Salmonidos El alimento peletizado


Salmonidos
El alimento peletizado extruido (flotante), especialmente elaborado para truchas, es ideal porque puede ser bien capturado por los peces y permite al productor, al mismo tiempo, observar su actividad. El alimento sumergible se pierde a través de la red y no es capturado por los animales. Las truchas necesitan en engorde, alimentos de alto valor proteico (40-42 %) y en tamaño adecuado a su talla.
Los alimentos medicados son preparados con anticipación para los catorce primeros días posteriores a la siembra, como precaución frente a infecciones secundarias de origen bacteriano, causadas en general por el manejo durante el traslado. No se necesita incluir antibiótico, cuando los peces han sido certificados (exentos de enfermedades) y si se conoce su origen y calidad.

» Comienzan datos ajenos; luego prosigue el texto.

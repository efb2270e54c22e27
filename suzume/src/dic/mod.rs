/*
 * Copyright (c) 2024 Libraz Team
 *
 * Licensed under the Apache License, Version 2.0 (the "License");
 * you may not use this file except in compliance with the License.
 * You may obtain a copy of the License at
 *
 *     http://www.apache.org/licenses/LICENSE-2.0
 *
 * Unless required by applicable law or agreed to in writing, software
 * distributed under the License is distributed on an "AS IS" BASIS,
 * WITHOUT WARRANTIES OR CONDITIONS OF ANY KIND, either express or implied.
 * See the License for the specific language governing permissions and
 * limitations under the License.
 */

//! Dictionary model: entries, the compiled binary dictionary, runtime user
//! dictionaries, the built-in lexicon, and the manager that stacks them.

use std::sync::Arc;

use bitflags::bitflags;

use crate::pos::{ConjugationType, PartOfSpeech};

pub mod binary;
pub mod compiler;
pub mod header;
pub mod lexicon;
pub mod trie;
pub mod user_dict;

bitflags! {
    /// Entry flag byte as persisted in the binary record
    #[derive(Default)]
    pub struct EntryFlags: u8 {
        /// 形式名詞 — semantically weak noun, excluded from tags
        const FORMAL_NOUN = 0x01;
        /// Word carrying little information, excluded from tags
        const LOW_INFO = 0x02;
        /// Productive prefix (お, ご, 不, ...) joinable onto a following noun
        const PREFIX = 0x04;
    }
}

/// A single dictionary entry. Constructed once at load time, immutable
/// thereafter; interned per dictionary and addressed by `u32` id.
#[derive(Clone, Debug, PartialEq)]
pub struct DictionaryEntry {
    pub surface: String,
    pub lemma: String,
    pub reading: String,
    pub pos: PartOfSpeech,
    pub cost: f32,
    pub conj_type: ConjugationType,
    pub flags: EntryFlags,
}

impl DictionaryEntry {
    pub fn new<S: Into<String>>(surface: S, pos: PartOfSpeech, cost: f32) -> DictionaryEntry {
        let surface = surface.into();
        DictionaryEntry {
            lemma: surface.clone(),
            reading: String::new(),
            surface,
            pos,
            cost,
            conj_type: ConjugationType::None,
            flags: EntryFlags::empty(),
        }
    }

    pub fn with_conj(mut self, conj_type: ConjugationType) -> DictionaryEntry {
        self.conj_type = conj_type;
        self
    }

    pub fn with_lemma<S: Into<String>>(mut self, lemma: S) -> DictionaryEntry {
        self.lemma = lemma.into();
        self
    }

    pub fn with_reading<S: Into<String>>(mut self, reading: S) -> DictionaryEntry {
        self.reading = reading.into();
        self
    }

    pub fn with_flags(mut self, flags: EntryFlags) -> DictionaryEntry {
        self.flags = flags;
        self
    }

    pub fn is_formal_noun(&self) -> bool {
        self.flags.contains(EntryFlags::FORMAL_NOUN)
    }

    pub fn is_low_info(&self) -> bool {
        self.flags.contains(EntryFlags::LOW_INFO)
    }

    pub fn is_prefix(&self) -> bool {
        self.flags.contains(EntryFlags::PREFIX)
    }
}

/// Which stacked source produced a lookup hit
#[derive(Clone, Copy, Debug, Eq, PartialEq)]
pub enum DictionarySource {
    Hardcoded,
    Core,
    User,
}

/// One common-prefix hit resolved to its entry
#[derive(Clone, Copy, Debug)]
pub struct LookupHit<'a> {
    pub entry: &'a DictionaryEntry,
    pub byte_len: usize,
    pub source: DictionarySource,
}

/// Ordered stack of dictionary sources: the built-in lexicon is always
/// present, then an optional core dictionary, then user dictionaries in
/// load order. Lookups return the union of hits from every source.
///
/// User dictionaries are shared (`Arc`), so one dictionary may be
/// registered with several analyzers. Adding a dictionary while another
/// analysis is running on the same analyzer is not supported.
pub struct DictionaryManager {
    core: Option<Arc<binary::BinaryDictionary>>,
    users: Vec<Arc<user_dict::UserDictionary>>,
}

impl Default for DictionaryManager {
    fn default() -> Self {
        DictionaryManager {
            core: None,
            users: Vec::new(),
        }
    }
}

impl DictionaryManager {
    pub fn new() -> DictionaryManager {
        DictionaryManager::default()
    }

    pub fn set_core_dictionary(&mut self, dict: Arc<binary::BinaryDictionary>) {
        self.core = Some(dict);
    }

    pub fn has_core_dictionary(&self) -> bool {
        self.core.is_some()
    }

    pub fn add_user_dictionary(&mut self, dict: Arc<user_dict::UserDictionary>) {
        self.users.push(dict);
    }

    pub fn user_dictionary_count(&self) -> usize {
        self.users.len()
    }

    /// Union of common-prefix hits from every source at `byte_start`
    pub fn lookup<'a>(&'a self, text: &str, byte_start: usize) -> Vec<LookupHit<'a>> {
        let mut hits = Vec::new();
        for hit in lexicon::lexicon().lookup(text, byte_start) {
            hits.push(LookupHit {
                entry: hit.0,
                byte_len: hit.1,
                source: DictionarySource::Hardcoded,
            });
        }
        if let Some(core) = &self.core {
            for hit in core.lookup(text, byte_start) {
                hits.push(LookupHit {
                    entry: hit.0,
                    byte_len: hit.1,
                    source: DictionarySource::Core,
                });
            }
        }
        for user in &self.users {
            for hit in user.lookup(text, byte_start) {
                hits.push(LookupHit {
                    entry: hit.0,
                    byte_len: hit.1,
                    source: DictionarySource::User,
                });
            }
        }
        hits
    }

    /// Entries whose surface equals `surface` exactly, across all sources.
    /// Used by lemma verification.
    pub fn find_exact<'a>(&'a self, surface: &str) -> Vec<&'a DictionaryEntry> {
        self.lookup(surface, 0)
            .into_iter()
            .filter(|h| h.byte_len == surface.len())
            .map(|h| h.entry)
            .collect()
    }

    /// True when `surface` is a dictionary base form of a verb or adjective
    /// with the given conjugation type (None matches any)
    pub fn verifies_base_form(&self, surface: &str, conj_type: ConjugationType) -> bool {
        self.find_exact(surface).iter().any(|e| {
            (e.pos == PartOfSpeech::Verb || e.pos == PartOfSpeech::Adjective)
                && (conj_type == ConjugationType::None || e.conj_type == conj_type)
        })
    }
}

#[cfg(test)]
mod tests {
    use super::*;

    #[test]
    fn entry_flags_round_trip_bits() {
        let flags = EntryFlags::FORMAL_NOUN | EntryFlags::PREFIX;
        assert_eq!(flags.bits(), 0x05);
        assert_eq!(EntryFlags::from_bits_truncate(0x05), flags);
    }

    #[test]
    fn manager_always_has_lexicon() {
        let manager = DictionaryManager::new();
        let hits = manager.lookup("は", 0);
        assert!(hits
            .iter()
            .any(|h| h.entry.pos == PartOfSpeech::Particle && h.source == DictionarySource::Hardcoded));
    }

    #[test]
    fn user_dictionary_stacks() {
        let mut manager = DictionaryManager::new();
        let mut dict = user_dict::UserDictionary::new();
        dict.add_entry(DictionaryEntry::new("テスト語", PartOfSpeech::Noun, 0.2));
        manager.add_user_dictionary(Arc::new(dict));

        let hits = manager.lookup("テスト語です", 0);
        assert!(hits
            .iter()
            .any(|h| h.source == DictionarySource::User && h.entry.surface == "テスト語"));
    }

    #[test]
    fn verifies_base_form_checks_conj_type() {
        let manager = DictionaryManager::new();
        // 呼ぶ is a godan-ba essential verb in the lexicon
        assert!(manager.verifies_base_form("呼ぶ", ConjugationType::GodanBa));
        assert!(manager.verifies_base_form("呼ぶ", ConjugationType::None));
        assert!(!manager.verifies_base_form("呼ぶ", ConjugationType::Ichidan));
        assert!(!manager.verifies_base_form("ねこねこ", ConjugationType::None));
    }
}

A las temperaturas óptimas de la especie y cuando los niveles de oxígeno son adecuados (cerca del 70% de saturación), los animales capturan e ingieren mayor cantidad de alimento. Los niveles aceptables de oxígeno se registran a media mañana y en las últimas horas de la tarde. En el caso de las truchas, si el porcentaje total del alimento se divide en varias raciones diarias, está comprobado experimentalmente, que la asimilación mejora.

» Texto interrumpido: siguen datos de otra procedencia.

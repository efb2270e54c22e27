/*
 * Copyright (c) 2024 Libraz Team
 *
 * Licensed under the Apache License, Version 2.0 (the "License");
 * you may not use this file except in compliance with the License.
 * You may obtain a copy of the License at
 *
 *     http://www.apache.org/licenses/LICENSE-2.0
 *
 * Unless required by applicable law or agreed to in writing, software
 * distributed under the License is distributed on an "AS IS" BASIS,
 * WITHOUT WARRANTIES OR CONDITIONS OF ANY KIND, either express or implied.
 * See the License for the specific language governing permissions and
 * limitations under the License.
 */

//! Particle tables. Single particles and the compound (multi-scalar)
//! particles are kept apart because they carry different costs.

/// Case, binding and sentence-final particles
pub const PARTICLES: &[&str] = &[
    "は", "が", "を", "に", "で", "と", "も", "の", "へ", "や", "か", "ね", "よ", "わ", "ぞ",
    "ぜ", "さ", "な", "から", "まで", "より", "ば", "し", "とか", "だけ", "ほど", "くらい",
    "ぐらい", "など", "なら", "たり", "ながら", "つつ", "ので", "のに", "けど", "けれど",
    "けれども", "って", "でも", "しか", "こそ", "さえ", "すら", "ずつ", "だの", "やら",
];

/// Compound particles (複合助詞)
pub const COMPOUND_PARTICLES: &[&str] = &[
    "について", "については", "によって", "により", "による", "に対して", "に対する",
    "として", "としては", "とともに", "において", "においては", "における", "に関して",
    "に関する", "にとって", "によると", "によれば", "を通じて", "を通して", "をめぐって",
    "にわたって", "にわたり", "に際して", "にあたって", "はもちろん", "だけでなく",
    "のような", "のように", "のための", "のため", "うえで", "かぎり", "に比べて",
    "に加えて", "をはじめ", "とされる", "かどうか",
];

La tasa de alimentación, se calcula sobre la base del peso corporal diario, el tamaño de los animales y la temperatura del agua. Los pequeños juveniles se alimentan al 4-5% de su peso corporal, mientras que los más grandes lo hacen al 3% y cuando se está cercano a la época de cosecha, sólo se ofrece un 2% diario. El alimento se ajusta a medida que los peces crecen.
Así como es importante no sobrealimentar, también es importante no sub alimentar, ya que si se alimenta por debajo de la tasa indicada para la fase o periodo correspondiente, los animales reducirán la tasa de crecimiento, al mismo tiempo que la producción y las ganancias del productor. Las truchas suelen comer todo los que se les ofrece en el término de 20 a 30 minutos. En las jaulas, se alimenta a los peces, 6 a 7 veces a la semana. Existen dos formas de determinar la tasa alimentaria y ambas se basan en la obtención, según datos obtenidos, de las conversiones alimentarias, o bien, sobre la determinación en base a los muestreos corrientes realizados.

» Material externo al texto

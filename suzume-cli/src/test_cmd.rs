/*
 * Copyright (c) 2024 Libraz Team
 *
 * Licensed under the Apache License, Version 2.0 (the "License");
 * you may not use this file except in compliance with the License.
 * You may obtain a copy of the License at
 *
 *     http://www.apache.org/licenses/LICENSE-2.0
 *
 * Unless required by applicable law or agreed to in writing, software
 * distributed under the License is distributed on an "AS IS" BASIS,
 * WITHOUT WARRANTIES OR CONDITIONS OF ANY KIND, either express or implied.
 * See the License for the specific language governing permissions and
 * limitations under the License.
 */

//! `suzume test` — compare generated tags against expectations, either for
//! one inline case or a file of `text<TAB>tag1,tag2` lines.

use std::path::Path;

use suzume::error::{SuzumeError, SuzumeResult};
use suzume::prelude::*;

pub struct TestCase {
    pub text: String,
    pub expected: Vec<String>,
}

pub struct TestReport {
    pub passed: usize,
    pub failed: usize,
}

impl TestReport {
    pub fn all_passed(&self) -> bool {
        self.failed == 0
    }
}

pub fn parse_expectation(tags: &str) -> Vec<String> {
    tags.split(',')
        .map(|t| t.trim().to_string())
        .filter(|t| !t.is_empty())
        .collect()
}

pub fn load_cases(path: &Path) -> SuzumeResult<Vec<TestCase>> {
    let data = std::fs::read(path)
        .map_err(|_| SuzumeError::FileNotFound(path.display().to_string()))?;
    let content = std::str::from_utf8(&data).map_err(|_| SuzumeError::InvalidUtf8)?;

    let mut cases = Vec::new();
    for (i, line) in content.lines().enumerate() {
        let line = line.trim();
        if line.is_empty() || line.starts_with('#') {
            continue;
        }
        let mut parts = line.splitn(2, '\t');
        let text = parts.next().unwrap_or("");
        let tags = parts.next().ok_or_else(|| {
            SuzumeError::parse(i + 1, "expected `text<TAB>tag1,tag2`")
        })?;
        cases.push(TestCase {
            text: text.to_string(),
            expected: parse_expectation(tags),
        });
    }
    Ok(cases)
}

pub fn run_cases(suzume: &Suzume, cases: &[TestCase]) -> TestReport {
    let mut report = TestReport {
        passed: 0,
        failed: 0,
    };
    for case in cases {
        let actual = suzume.generate_tags(&case.text);
        let missing: Vec<&String> = case
            .expected
            .iter()
            .filter(|t| !actual.contains(t))
            .collect();
        if missing.is_empty() {
            report.passed += 1;
            println!("ok: {}", case.text);
        } else {
            report.failed += 1;
            println!("FAIL: {}", case.text);
            println!("  expected: {}", case.expected.join(", "));
            println!("  actual:   {}", actual.join(", "));
        }
    }
    println!("{} passed, {} failed", report.passed, report.failed);
    report
}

Si se conocen los pesos individuales de los peces a la siembra en cada jaula, se podrá calcular el peso total (biomasa) que se mantiene bajo cultivo, al inicio. Por tablas se calcula, aproximadamente, la cantidad de alimento que es necesario ofrecer a la talla conocida de los animales sembrados (% del peso corporal) y se determinará la cantidad de alimento que insumirán diariamente, para la primera semana y así sucesivamente.
Para su recálculo, se realiza una nueva estimación, determinando el crecimiento producido. Conociendo la cantidad dada por día durante esa semana y la conversión estimada, se conocerá la nueva tasa. El método de estimación por muestreo permite conocer el peso de los peces a través de una submuestra de la población. Este relevamiento puede efectuarse cada 2 semanas y se requiere, al menos, la captura del 10% de los peces encerrados en cada jaula muestreada. Se determina el peso promedio de la submuestra y de los individuos, y se estima el porcentaje de consumo en base a tablas, multiplicando por el total de peces en cada jaula. Cuando las condiciones de temperatura son altas, se evita efectuar muestreos sobre los peces. La experiencia de los productores a medida que emplean el sistema de cultivo en jaulas, ayuda a determinar con mayor ajuste, el manejo de estos cerramientos, como se resume más abajo:
• la observación de los peces durante la alimentación es vital y su comportamiento, mostrará la sanidad del lote en ese momento. Un pobre comportamiento alimentario, alertará sobre anormalidades en las condiciones de sanidad.
• los niveles de alimento se reducen cuando las temperaturas son muy altas o muy bajas, ofreciendo la cantidad de alimento diaria que los peces sean capaces de capturar.
• los días fuertemente nublados o aquellos con vientos fuertes y constantes, no conviene ofrecer alimento; ya que estas condiciones reducen la concentración del oxígeno, así como la difusión de este gas en el agua (especialmente si el fenómeno se mantiene varios días). El ofrecimiento de alimento en estas condiciones, sólo complicará la situación.
• el alimento, además de cumplir las exigencias en cuanto a requerimientos y calidad, deberá almacenarse en lugar seco y frío. Las compras efectuadas por el productor es conveniente que se conserven solamente 90 días después de su elaboración (el fabricante debe hacer constar la fecha) y no de su compra. El alimento con hongos o decolorado debe descartarse por probable infestación con toxinas (las aflotoxinas son dañinas para los peces) que pueden llevar a grandes pérdidas.